Lines to return, exactly: from the line with "#[derive(Clone)]" to the line with "u8, box_height: u8, box_width: u8)" in the entries below, both included.

Stored data entries
----------

//! Anchor masks via Minkowski smear.
//! For each offset of an orientation, shift a board mask back by that offset
//! and combine: bit=1 at anchor a means a + offset hits the mask for some offset.

use blokus_core::{Board, CellSet, Orientation};

/// Linear offset of each orientation cell for a board of this width.
#[inline]
fn linear_offsets(orientation: &Orientation, width: usize) -> impl Iterator<Item = usize> + '_ {
    orientation
        .cells()
        .iter()
        .map(move |c| c.row as usize * width + c.col as usize)
}

/// Anchors where some cell of the orientation lands in `mask`.
pub fn smear(mask: &CellSet, orientation: &Orientation, width: usize) -> CellSet {
    let mut out = CellSet::EMPTY;
    for offset in linear_offsets(orientation, width) {
        out |= mask.shr(offset);
    }
    out
}

/// Anchors whose bounding box stays on the board, cached per box size.
///
/// Row wrap in the smear is only possible for anchors outside this region,
/// so masking with it makes the linear shifts exact.
#[derive(Clone)]
pub struct FitCache {
    width: u8,
    height: u8,
    fits: [[Option<CellSet>; 5]; 5],
}

impl FitCache {
    pub fn new(board: &Board) -> Self {
        Self {
            width: board.width(),
            height: board.height(),
            fits: [[None; 5]; 5],
        }
    }

    pub fn get(&mut self, box_height: u8, box_width: u8) -> CellSet {
        let (h, w) = (box_height.clamp(1, 5) as usize, box_width.clamp(1, 5) as usize);
        if let Some(mask) = self.fits[h - 1][w - 1] {
            return mask;
        }
        let mask = fit_region(self.width, self.height, box_height, box_width);
        self.fits[h - 1][w - 1] = Some(mask);
        mask
    }
}

fn fit_region(width: u8, height: u8, box_height: u8, box_width: u8) -> CellSet {
    if box_height > height || box_width > width {
        return CellSet::EMPTY;
    }
    let w = width as usize;
    let row = CellSet::with_first((width - box_width) as usize + 1);
    let mut region = CellSet::EMPTY;
    for r in 0..=(height - box_height) as usize {
        region |= row.shl(r * w);
    }
    region
}

/// Legal anchors for one orientation: touches `target`, avoids `forbidden`, fits the board.
pub fn anchor_mask(
    orientation: &Orientation,
    width: usize,
    target: &CellSet,
    forbidden: &CellSet,
    fits: &mut FitCache,
) -> CellSet {
    let mut touch = CellSet::EMPTY;
    let mut blocked = CellSet::EMPTY;
    for offset in linear_offsets(orientation, width) {
        touch |= target.shr(offset);
        blocked |= forbidden.shr(offset);
    }
    touch.and_not(&blocked) & fits.get(orientation.height(), orientation.width())
}

#[cfg(test)]
mod tests {
    use super::*;
    use blokus_core::{Coord, PieceCatalogue, PieceId};

    #[test]
    fn test_fit_region_for_domino() {
        let board = Board::new(5, 5, 2).unwrap();
        let mut fits = FitCache::new(&board);
        // horizontal domino: columns 0..=3 on every row
        let region = fits.get(1, 2);
        assert_eq!(region.count(), 20);
        assert!(!region.contains(4));
        assert!(region.contains(3));
        // vertical: rows 0..=3
        assert_eq!(fits.get(2, 1).count(), 20);
        assert!(!fits.get(2, 1).contains(20));
    }

    #[test]
    fn test_fit_region_too_large() {
        let board = Board::new(5, 5, 2).unwrap();
        let mut fits = FitCache::new(&board);
        assert_eq!(fits.get(5, 5).count(), 1);
        let tiny = Board::new(3, 3, 2).unwrap();
        let mut fits = FitCache::new(&tiny);
        assert!(fits.get(1, 5).is_empty());
    }

    #[test]
    fn test_anchor_mask_start_corner() {
        let board = Board::new(14, 14, 2).unwrap();
        let cat = PieceCatalogue::standard();
        let domino = &cat.orientations(PieceId(1))[0];
        let target = board.cell_set(&[Coord::new(0, 0)]).unwrap();
        let mut fits = FitCache::new(&board);
        let anchors = anchor_mask(domino, 14, &target, &CellSet::EMPTY, &mut fits);
        // only anchor (0,0); anchor (0,-1) does not exist
        assert_eq!(board.coords(&anchors), vec![Coord::new(0, 0)]);
    }

    #[test]
    fn test_anchor_mask_respects_forbidden() {
        let board = Board::new(6, 6, 2).unwrap();
        let cat = PieceCatalogue::standard();
        let mono = &cat.orientations(PieceId::MONOMINO)[0];
        let target = board
            .cell_set(&[Coord::new(2, 2), Coord::new(3, 3)])
            .unwrap();
        let forbidden = board.cell_set(&[Coord::new(3, 3)]).unwrap();
        let mut fits = FitCache::new(&board);
        let anchors = anchor_mask(mono, 6, &target, &forbidden, &mut fits);
        assert_eq!(board.coords(&anchors), vec![Coord::new(2, 2)]);
        assert_eq!(smear(&target, mono, 6), target);
    }
}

----------

> **RESULT OF THE TASK**
#[derive(Clone)]
pub struct FitCache {
    width: u8,
    height: u8,
    fits: [[Option<CellSet>; 5]; 5],
}

impl FitCache {
    pub fn new(board: &Board) -> Self {
        Self {
            width: board.width(),
            height: board.height(),
            fits: [[None; 5]; 5],
        }
    }

    pub fn get(&mut self, box_height: u8, box_width: u8) -> CellSet {
        let (h, w) = (box_height.clamp(1, 5) as usize, box_width.clamp(1, 5) as usize);
        if let Some(mask) = self.fits[h - 1][w - 1] {
            return mask;
        }
        let mask = fit_region(self.width, self.height, box_height, box_width);
        self.fits[h - 1][w - 1] = Some(mask);
        mask
    }
}

fn fit_region(width: u8, height: u8, box_height: u8, box_width: u8) -> CellSet {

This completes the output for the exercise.